Но втиснув отношения башкир и новоселов в крыловскую антитезу «Волк – Ягненок», мы донельзя исказили бы реалии действительности. В хозяйственно-поведенческом плане и мигранты не являлись «ангелами во плоти». В пореформенное время в числе лиц, путем обмана и насилия расхищавших башкирские вотчинные владения, были и водворившиеся к ним из других губерний хлебопашцы, включая и средневолжские. Укажем лишь на один подобный случай. В 1878 г. великороссы с. Елшанка Сызранского уезда Симбирской губернии в числе 25 домохозяев в Орском уезде Оренбургской губернии сняли в аренду у генерала Москвина участок земли в 1 200 дес. на шесть лет «по 33 коп. за десятину в год», на котором основали хутор Симбирский. Вскоре к ним присоединились еще 40 семей земляков. В 1884 г., изучив царившие в среде башкир порядки и нравы, симбирцы взяли в аренду у них участок 5000 дес. за 300 руб. в год на 12 лет, на котором основали еще одно населенное место – хутор Ново-Симбирский. Окрестные башкиры, «побуждаемые нуждой и голодом», сами стали просить их купить у них хотя бы часть арендованного участка. Новоселы не упустили столь благоприятную возможность нажиться за счет этнических соседей: было куплено 1500 дес. земли, которые обошлись им вместе с «темными» всего в 2 руб. 50 коп. за каждую десятину. Причем даже они выплачивались продавцам не столько наличными, сколько всякой рухлядью – старой одеждой и обувью, ненужной сбруей и т.п. В 1893 г. симбирцы приобрели у башкир еще один участок в 581 дес.

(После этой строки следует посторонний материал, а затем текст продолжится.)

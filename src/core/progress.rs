//! Mastered-word persistence.
//!
//! The mastered set lives under one durable key, `hsk_mastered`, holding a
//! JSON array of word ids. It is loaded once at startup and written after
//! every mastery toggle. Missing or malformed data loads as an empty set.

use std::collections::BTreeSet;
use std::fs;
use std::io::{BufWriter, Write};
use std::path::{Path, PathBuf};
use std::sync::Mutex;

use tempfile::NamedTempFile;
use thiserror::Error;

/// Durable key under which the mastered set is stored.
pub const MASTERED_KEY: &str = "hsk_mastered";

#[derive(Debug, Error)]
pub enum ProgressError {
    #[error("IO error: {0}")]
    Io(#[from] std::io::Error),

    #[error("Serialization error: {0}")]
    Serialization(#[from] serde_json::Error),

    #[error("Failed to persist {path}: {source}")]
    Persist {
        path: PathBuf,
        #[source]
        source: std::io::Error,
    },
}

// ============================================================================
// MasteredSet
// ============================================================================

/// Word ids the user has marked as mastered.
///
/// Membership does not depend on level or difficulty: a word stays mastered
/// while it is filtered out of view.
#[derive(Debug, Clone, Default, PartialEq, Eq)]
pub struct MasteredSet(BTreeSet<String>);

impl MasteredSet {
    pub fn new() -> Self {
        Self::default()
    }

    pub fn contains(&self, id: &str) -> bool {
        self.0.contains(id)
    }

    /// Add when `mastered`, remove otherwise.
    pub fn set(&mut self, id: &str, mastered: bool) {
        if mastered {
            self.0.insert(id.to_string());
        } else {
            self.0.remove(id);
        }
    }

    pub fn len(&self) -> usize {
        self.0.len()
    }

    pub fn is_empty(&self) -> bool {
        self.0.is_empty()
    }

    fn to_json(&self) -> Result<String, ProgressError> {
        Ok(serde_json::to_string(&self.0)?)
    }

    fn from_json(json: &str) -> Result<Self, ProgressError> {
        let ids: Vec<String> = serde_json::from_str(json)?;
        Ok(ids.into_iter().collect())
    }
}

impl FromIterator<String> for MasteredSet {
    fn from_iter<I: IntoIterator<Item = String>>(iter: I) -> Self {
        Self(iter.into_iter().collect())
    }
}

// ============================================================================
// Stores
// ============================================================================

/// Durable storage for the mastered set. One writer, one reader.
pub trait ProgressStore: Send {
    /// Restore the saved set. Never fails: absent or corrupt data is empty.
    fn load(&self) -> MasteredSet;

    fn save(&self, set: &MasteredSet) -> Result<(), ProgressError>;
}

/// Stores the mastered set as `<dir>/hsk_mastered.json`.
pub struct FileProgressStore {
    path: PathBuf,
}

impl FileProgressStore {
    pub fn new(data_dir: &Path) -> Self {
        Self {
            path: data_dir.join(format!("{MASTERED_KEY}.json")),
        }
    }

    pub fn path(&self) -> &Path {
        &self.path
    }

    fn try_load(&self) -> Result<Option<MasteredSet>, ProgressError> {
        match fs::read_to_string(&self.path) {
            Ok(contents) => Ok(Some(MasteredSet::from_json(&contents)?)),
            Err(e) if e.kind() == std::io::ErrorKind::NotFound => Ok(None),
            Err(e) => Err(e.into()),
        }
    }
}

impl ProgressStore for FileProgressStore {
    fn load(&self) -> MasteredSet {
        match self.try_load() {
            Ok(Some(set)) => {
                tracing::info!(
                    count = set.len(),
                    path = %self.path.display(),
                    "Loaded mastered words"
                );
                set
            }
            Ok(None) => {
                tracing::debug!(path = %self.path.display(), "No saved progress, starting empty");
                MasteredSet::new()
            }
            Err(e) => {
                tracing::warn!(
                    path = %self.path.display(),
                    error = %e,
                    "Saved progress unreadable, starting empty"
                );
                MasteredSet::new()
            }
        }
    }

    fn save(&self, set: &MasteredSet) -> Result<(), ProgressError> {
        let parent = self.path.parent().unwrap_or_else(|| Path::new("."));
        fs::create_dir_all(parent)?;

        let json = set.to_json()?;
        let temp = NamedTempFile::new_in(parent)?;
        {
            let mut writer = BufWriter::new(temp.as_file());
            writer.write_all(json.as_bytes())?;
            writer.flush()?;
        }
        temp.persist(&self.path).map_err(|e| ProgressError::Persist {
            path: self.path.clone(),
            source: e.error,
        })?;

        tracing::debug!(count = set.len(), "Saved mastered words");
        Ok(())
    }
}

/// In-process store, used in tests and when no data directory is usable.
#[derive(Default)]
pub struct MemoryProgressStore {
    saved: Mutex<Option<String>>,
}

impl MemoryProgressStore {
    pub fn new() -> Self {
        Self::default()
    }

    /// Pre-seed the raw stored value, as if written by an earlier session.
    pub fn with_raw(raw: impl Into<String>) -> Self {
        Self {
            saved: Mutex::new(Some(raw.into())),
        }
    }

    /// The raw stored value, if any.
    pub fn raw(&self) -> Option<String> {
        self.saved.lock().ok().and_then(|guard| guard.clone())
    }
}

impl ProgressStore for MemoryProgressStore {
    fn load(&self) -> MasteredSet {
        self.raw()
            .and_then(|raw| MasteredSet::from_json(&raw).ok())
            .unwrap_or_default()
    }

    fn save(&self, set: &MasteredSet) -> Result<(), ProgressError> {
        let json = set.to_json()?;
        if let Ok(mut guard) = self.saved.lock() {
            *guard = Some(json);
        }
        Ok(())
    }
}

#[cfg(test)]
mod tests {
    use super::*;

    fn set_of(ids: &[&str]) -> MasteredSet {
        ids.iter().map(|s| s.to_string()).collect()
    }

    #[test]
    fn test_set_toggle() {
        let mut set = MasteredSet::new();
        set.set("a", true);
        assert!(set.contains("a"));
        set.set("a", false);
        assert!(!set.contains("a"));
        assert!(set.is_empty());
    }

    #[test]
    fn test_file_store_missing_is_empty() {
        let dir = tempfile::tempdir().unwrap();
        let store = FileProgressStore::new(dir.path());
        assert!(store.load().is_empty());
    }

    #[test]
    fn test_file_store_roundtrip() {
        let dir = tempfile::tempdir().unwrap();
        let store = FileProgressStore::new(dir.path());
        let set = set_of(&["h1-01", "h2-05"]);
        store.save(&set).unwrap();
        assert_eq!(store.load(), set);
    }

    #[test]
    fn test_file_store_writes_json_array() {
        let dir = tempfile::tempdir().unwrap();
        let store = FileProgressStore::new(dir.path());
        store.save(&set_of(&["b", "a"])).unwrap();
        let raw = fs::read_to_string(store.path()).unwrap();
        assert_eq!(raw, r#"["a","b"]"#);
        assert!(store.path().ends_with("hsk_mastered.json"));
    }

    #[test]
    fn test_file_store_malformed_is_empty() {
        let dir = tempfile::tempdir().unwrap();
        let store = FileProgressStore::new(dir.path());
        fs::write(store.path(), "{not json").unwrap();
        assert!(store.load().is_empty());
    }

    #[test]
    fn test_file_store_wrong_shape_is_empty() {
        let dir = tempfile::tempdir().unwrap();
        let store = FileProgressStore::new(dir.path());
        fs::write(store.path(), r#"{"masteredWords": ["a"]}"#).unwrap();
        assert!(store.load().is_empty());
    }

    #[test]
    fn test_file_store_creates_missing_dir() {
        let dir = tempfile::tempdir().unwrap();
        let nested = dir.path().join("nested").join("deeper");
        let store = FileProgressStore::new(&nested);
        store.save(&set_of(&["x"])).unwrap();
        assert!(store.load().contains("x"));
    }

    #[test]
    fn test_memory_store_roundtrip() {
        let store = MemoryProgressStore::new();
        assert!(store.load().is_empty());
        let set = set_of(&["a"]);
        store.save(&set).unwrap();
        assert_eq!(store.load(), set);
        assert_eq!(store.raw().as_deref(), Some(r#"["a"]"#));
    }

    #[test]
    fn test_memory_store_malformed_is_empty() {
        let store = MemoryProgressStore::with_raw("garbage");
        assert!(store.load().is_empty());
    }
}
//! Collapsible left sidebar: brand, level selector, modes and level progress.

use ratatui::{
    layout::{Constraint, Layout, Rect},
    style::{Modifier, Style},
    text::{Line, Span},
    widgets::Paragraph,
    Frame,
};

use super::layout::SidebarVisibility;
use super::theme;
use super::widgets::progress::ProgressBar;
use crate::core::catalog::HskLevel;
use crate::core::navigation::DisplayMode;
use crate::core::study::StudySession;

/// Render the sidebar for the current session.
pub fn render(
    frame: &mut Frame,
    area: Rect,
    visibility: SidebarVisibility,
    session: &StudySession,
) {
    match visibility {
        SidebarVisibility::Hidden => {}
        SidebarVisibility::Collapsed => render_collapsed(frame, area, session),
        SidebarVisibility::Expanded => render_expanded(frame, area, session),
    }
}

fn render_collapsed(frame: &mut Frame, area: Rect, session: &StudySession) {
    let mut lines: Vec<Line> = vec![Line::from(Span::styled(" 汉", theme::brand_badge()))];
    lines.push(Line::raw(""));

    for level in HskLevel::ALL {
        let style = if level == session.level() {
            theme::title(level)
        } else {
            theme::muted()
        };
        lines.push(Line::from(Span::styled(format!(" {}", level.number()), style)));
    }
    lines.push(Line::raw(""));
    for mode in DisplayMode::ALL {
        let style = if mode == session.mode() {
            theme::highlight()
        } else {
            theme::muted()
        };
        let initial = mode.label().chars().next().unwrap_or(' ');
        lines.push(Line::from(Span::styled(format!(" {initial}"), style)));
    }

    lines.truncate(area.height as usize);
    frame.render_widget(
        Paragraph::new(lines).style(Style::default().bg(theme::BG_SURFACE)),
        area,
    );
}

fn render_expanded(frame: &mut Frame, area: Rect, session: &StudySession) {
    let level = session.level();
    let width = area.width as usize;

    let mut lines: Vec<Line> = vec![
        Line::from(vec![
            Span::styled(" 汉 ", theme::brand_badge()),
            Span::styled(
                " Hanzi Hero",
                Style::default().fg(theme::TEXT).add_modifier(Modifier::BOLD),
            ),
        ]),
        Line::raw(""),
        Line::from(Span::styled(" LEVEL", theme::heading())),
    ];

    for (i, l) in HskLevel::ALL.into_iter().enumerate() {
        let is_current = l == level;
        let (prefix, style) = if is_current {
            ("▸ ", theme::title(l))
        } else {
            ("  ", theme::muted())
        };
        let label = format!(" {prefix}{l}  [{}]", i + 1);
        lines.push(Line::from(Span::styled(format!("{label:<width$}"), style)));
    }

    lines.push(Line::raw(""));
    lines.push(Line::from(Span::styled(" MODE", theme::heading())));
    for mode in DisplayMode::ALL {
        let (prefix, style) = if mode == session.mode() {
            ("▸ ", theme::highlight())
        } else {
            ("  ", theme::muted())
        };
        let label = format!(" {prefix}{}", mode.label());
        lines.push(Line::from(Span::styled(format!("{label:<width$}"), style)));
    }

    let chunks = Layout::vertical([Constraint::Min(1), Constraint::Length(3)]).split(area);

    frame.render_widget(
        Paragraph::new(lines).style(Style::default().bg(theme::BG_SURFACE)),
        chunks[0],
    );

    frame.render_widget(
        Paragraph::new("").style(Style::default().bg(theme::BG_SURFACE)),
        chunks[1],
    );
    let bar_area = Rect {
        x: chunks[1].x + 1,
        y: chunks[1].y,
        width: chunks[1].width.saturating_sub(2),
        height: 2,
    }
    .intersection(chunks[1]);
    let label = format!("{level} Progress");
    frame.render_widget(
        ProgressBar::new(&label, session.level_progress()).color(theme::level_color(level)),
        bar_area,
    );
}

Новая собственность обошлась им вместе с «темными» «рубля по три за десятину». Втридорога сбывались башкирам великороссами старые седла, полушубки и прочая всякая всячина [4, c.367–372]. Естественно, и новоселы, и старожилы, вовлеченные в хозяйственно-бытовые трения, награждали своих компаньонов хлесткими эпитетами, затрагивающими и их национальную принадлежность. Так, уфимских и оренбургских соплеменников, прибегающих в повседневной действительности к обману, воровству и мошенничеству, чуваши Казанской и Симбирской губерний причисляли к числу лиц, «сильно зараженных башкирством»7.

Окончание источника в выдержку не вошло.